1916 modernist and neoclassicist sculpture in Szczecin, Poland

Hercules Fighting with a Centaur (Herkules walczący z centaurem; Herkules im Kampf mit dem Zentauren), also known as The Fight of a Lapith with a Centaur (Walka Lapity z centaurem; Der Kampf eines Lapithen mit dem Zentauren), is a 1916 sandstone sculpture by Ludwig Manzel, displayed in Szczecin, Poland, within the neighbourhood of Old Town. It is placed at the Bolesław I the Brave Embankment in front of the Main Building of Szczecin National Museum. Created in modernist style with allusions to the neoclassicical movement, it depicts two figures embraces in a combat, between a naked, muscular man, and a male centaur, a creature from the Greek mythology with the upper body of a human and the lower body and legs of a horse. The human is interpreted by art critics and historians as either Hercules, a demigod of strength and adventurer in the Roman mythology, or a Lapith, a member of a group of legendary people in the Greek mythology, who fought a battle against centaurs, known as the Centauromachy.

== History ==
The artwork was founded by Kisker, a consul in Szczecin. It was sculptured by Ludwig Manzel, and unveiled in 1916, in front of the building of the Szczecin Municipal Museum, opened in 1914, which now houses the Szczecin National Museum.

== Characteristics ==
The statue is from sandstone in modernist style with allusions to the neoclassicical movement.

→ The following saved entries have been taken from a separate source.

//! Commonly used types.
//!
//! ```
//! use gridbind::prelude::*;
//! ```

// ============================================================================
// Table
// ============================================================================

pub use crate::config::{TableBuilder, TableConfig};
pub use crate::error::{FetchError, TableError};
pub use crate::table::{BindingPhase, PageNavigation, Table};

// ============================================================================
// Sources
// ============================================================================

pub use crate::query::{Query, SortDirection, SortOrder};
pub use crate::source::{
    CallbackSource, DataChange, DataSource, LazyProvider, LazySource, ListSource, PullProvider,
};

// ============================================================================
// Rows, columns and rendering
// ============================================================================

pub use crate::column::{CellValue, Column, ColumnAlignment};
pub use crate::identity::IdentityKey;
pub use crate::paging::{ItemCount, PageChrome};
pub use crate::render::TableRenderer;
pub use crate::row::{Placeholder, RowModel, RowSnapshot};
pub use crate::selection::{ChangeOrigin, ItemClicked, SelectionChanged};

// ============================================================================
// Signals
// ============================================================================

pub use gridbind_core::{FlushQueue, Signal, Subscription};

It depicts two figures embraces in a combat, between a naked, muscular man, and a male centaur, a creature from the Greek mythology with the upper body of a human and the lower body and legs of a horse. The man embraces his opponent, who is preparing to hit him with a rock. The human is interpreted by art critics and historians as either Hercules, a demigod of strength and adventurer in the Roman mythology, or a Lapith, a member of a group of legendary people in the Greek mythology, who fought a battle against centaurs, known as the Centauromachy. The statue has a height of 2.4 m, and is placed on a cuboid concrete pedestal, with the dimensions of 2.4 × 2.5 × 0.85 m. The statue is displayed at the Bolesław I the Brave Embankment in front of the Main Building of Szczecin National Museum.